## DIRECTIONS FOR THIS TASK
Here is a block of records. Copy every one of them exactly.

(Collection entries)
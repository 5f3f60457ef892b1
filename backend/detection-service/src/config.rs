//! Configuration for the detection service
use serde::Deserialize;

/// Main configuration struct, loaded from environment variables
#[derive(Debug, Clone, Deserialize)]
pub struct Config {
    /// OpenAI API key (optional, the deterministic stub is used when unset)
    #[serde(default = "default_openai_api_key")]
    pub openai_api_key: String,

    /// OpenAI API base URL, or a full chat-completions endpoint
    #[serde(default = "default_openai_api_url")]
    pub openai_api_url: String,

    /// Vision-capable model identifier
    #[serde(default = "default_openai_model")]
    pub openai_model: String,

    /// Read timeout for outbound vision calls, in milliseconds
    #[serde(default = "default_openai_timeout_ms")]
    pub openai_timeout_ms: u64,

    /// Use the detailed detection prompt (larger reply budget)
    #[serde(default = "default_use_detailed_prompt")]
    pub use_detailed_prompt: bool,

    /// Minimum aggregate confidence before a result is flagged for review
    #[serde(default = "default_confidence_threshold")]
    pub confidence_threshold: f64,

    /// Detection cache TTL in seconds
    #[serde(default = "default_cache_ttl")]
    pub cache_ttl_seconds: u64,

    /// Redis URL for the cache and budget counters; an in-process store is
    /// used when empty
    #[serde(default)]
    pub redis_url: String,

    // ============================================
    // Budget limits
    // ============================================
    /// Maximum vision requests per hour
    #[serde(default = "default_max_requests_per_hour")]
    pub max_requests_per_hour: i64,

    /// Maximum vision requests per day
    #[serde(default = "default_max_requests_per_day")]
    pub max_requests_per_day: i64,

    /// Maximum daily spend (USD)
    #[serde(default = "default_max_cost_per_day")]
    pub max_cost_per_day: f64,

    /// Estimated cost per analyzed image (USD)
    #[serde(default = "default_cost_per_image")]
    pub cost_per_image: f64,

    /// Optional path to a taxonomy JSON file; the built-in catalog is used
    /// when unset
    #[serde(default)]
    pub taxonomy_path: Option<String>,
}

fn default_openai_api_key() -> String {
    String::new()
}

fn default_openai_api_url() -> String {
    "https://api.openai.com/v1".to_string()
}

fn default_openai_model() -> String {
    "gpt-5-mini".to_string()
}

fn default_openai_timeout_ms() -> u64 {
    30_000
}

fn default_use_detailed_prompt() -> bool {
    true
}

fn default_confidence_threshold() -> f64 {
    0.85
}

fn default_cache_ttl() -> u64 {
    3600 // 1 hour
}

fn default_max_requests_per_hour() -> i64 {
    300
}

fn default_max_requests_per_day() -> i64 {
    3000
}

fn default_max_cost_per_day() -> f64 {
    150.0
}

fn default_cost_per_image() -> f64 {
    0.01
}

impl Config {
    /// Load configuration from environment variables
    pub fn from_env() -> Result<Self, envy::Error> {
        envy::from_env()
    }
}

## REPLY TO THE EXERCISE
repository 5f3f60457ef892b1
filename backend/detection-service/src/config.rs
//! Configuration for the detection service
use serde::Deserialize;

/// Main configuration struct, loaded from environment variables
#[derive(Debug, Clone, Deserialize)]
pub struct Config {
    /// OpenAI API key (optional, the deterministic stub is used when unset)
    #[serde(default = "default_openai_api_key")]
    pub openai_api_key: String,

    /// OpenAI API base URL, or a full chat-completions endpoint
    #[serde(default = "default_openai_api_url")]
    pub openai_api_url: String,

    /// Vision-capable model identifier
    #[serde(default = "default_openai_model")]
    pub openai_model: String,

    /// Read timeout for outbound vision calls, in milliseconds
    #[serde(default = "default_openai_timeout_ms")]
    pub openai_timeout_ms: u64,

    /// Use the detailed detection prompt (larger reply budget)
    #[serde(default = "default_use_detailed_prompt")]
    pub use_detailed_prompt: bool,

    /// Minimum aggregate confidence before a result is flagged for review
    #[serde(default = "default_confidence_threshold")]
    pub confidence_threshold: f64,

    /// Detection cache TTL in seconds
    #[serde(default = "default_cache_ttl")]
    pub cache_ttl_seconds: u64,

    /// Redis URL for the cache and budget counters; an in-process store is
    /// used when empty
    #[serde(default)]
    pub redis_url: String,

    // ============================================
    // Budget limits
    // ============================================
    /// Maximum vision requests per hour
    #[serde(default = "default_max_requests_per_hour")]
    pub max_requests_per_hour: i64,

    /// Maximum vision requests per day
    #[serde(default = "default_max_requests_per_day")]
    pub max_requests_per_day: i64,

    /// Maximum daily spend (USD)
    #[serde(default = "default_max_cost_per_day")]
    pub max_cost_per_day: f64,

    /// Estimated cost per analyzed image (USD)
    #[serde(default = "default_cost_per_image")]
    pub cost_per_image: f64,

    /// Optional path to a taxonomy JSON file; the built-in catalog is used
    /// when unset
    #[serde(default)]
    pub taxonomy_path: Option<String>,
}

fn default_openai_api_key() -> String {
    String::new()
}

fn default_openai_api_url() -> String {
    "https://api.openai.com/v1".to_string()
}

fn default_openai_model() -> String {
    "gpt-5-mini".to_string()
}

fn default_openai_timeout_ms() -> u64 {
    30_000
}

fn default_use_detailed_prompt() -> bool {
    true
}

fn default_confidence_threshold() -> f64 {
    0.85
}

fn default_cache_ttl() -> u64 {
    3600 // 1 hour
}

fn default_max_requests_per_hour() -> i64 {
    300
}

fn default_max_requests_per_day() -> i64 {
    3000
}

fn default_max_cost_per_day() -> f64 {
    150.0
}

fn default_cost_per_image() -> f64 {
    0.01
}

impl Config {
    /// Load configuration from environment variables
    pub fn from_env() -> Result<Self, envy::Error> {
        envy::from_env()
    }
}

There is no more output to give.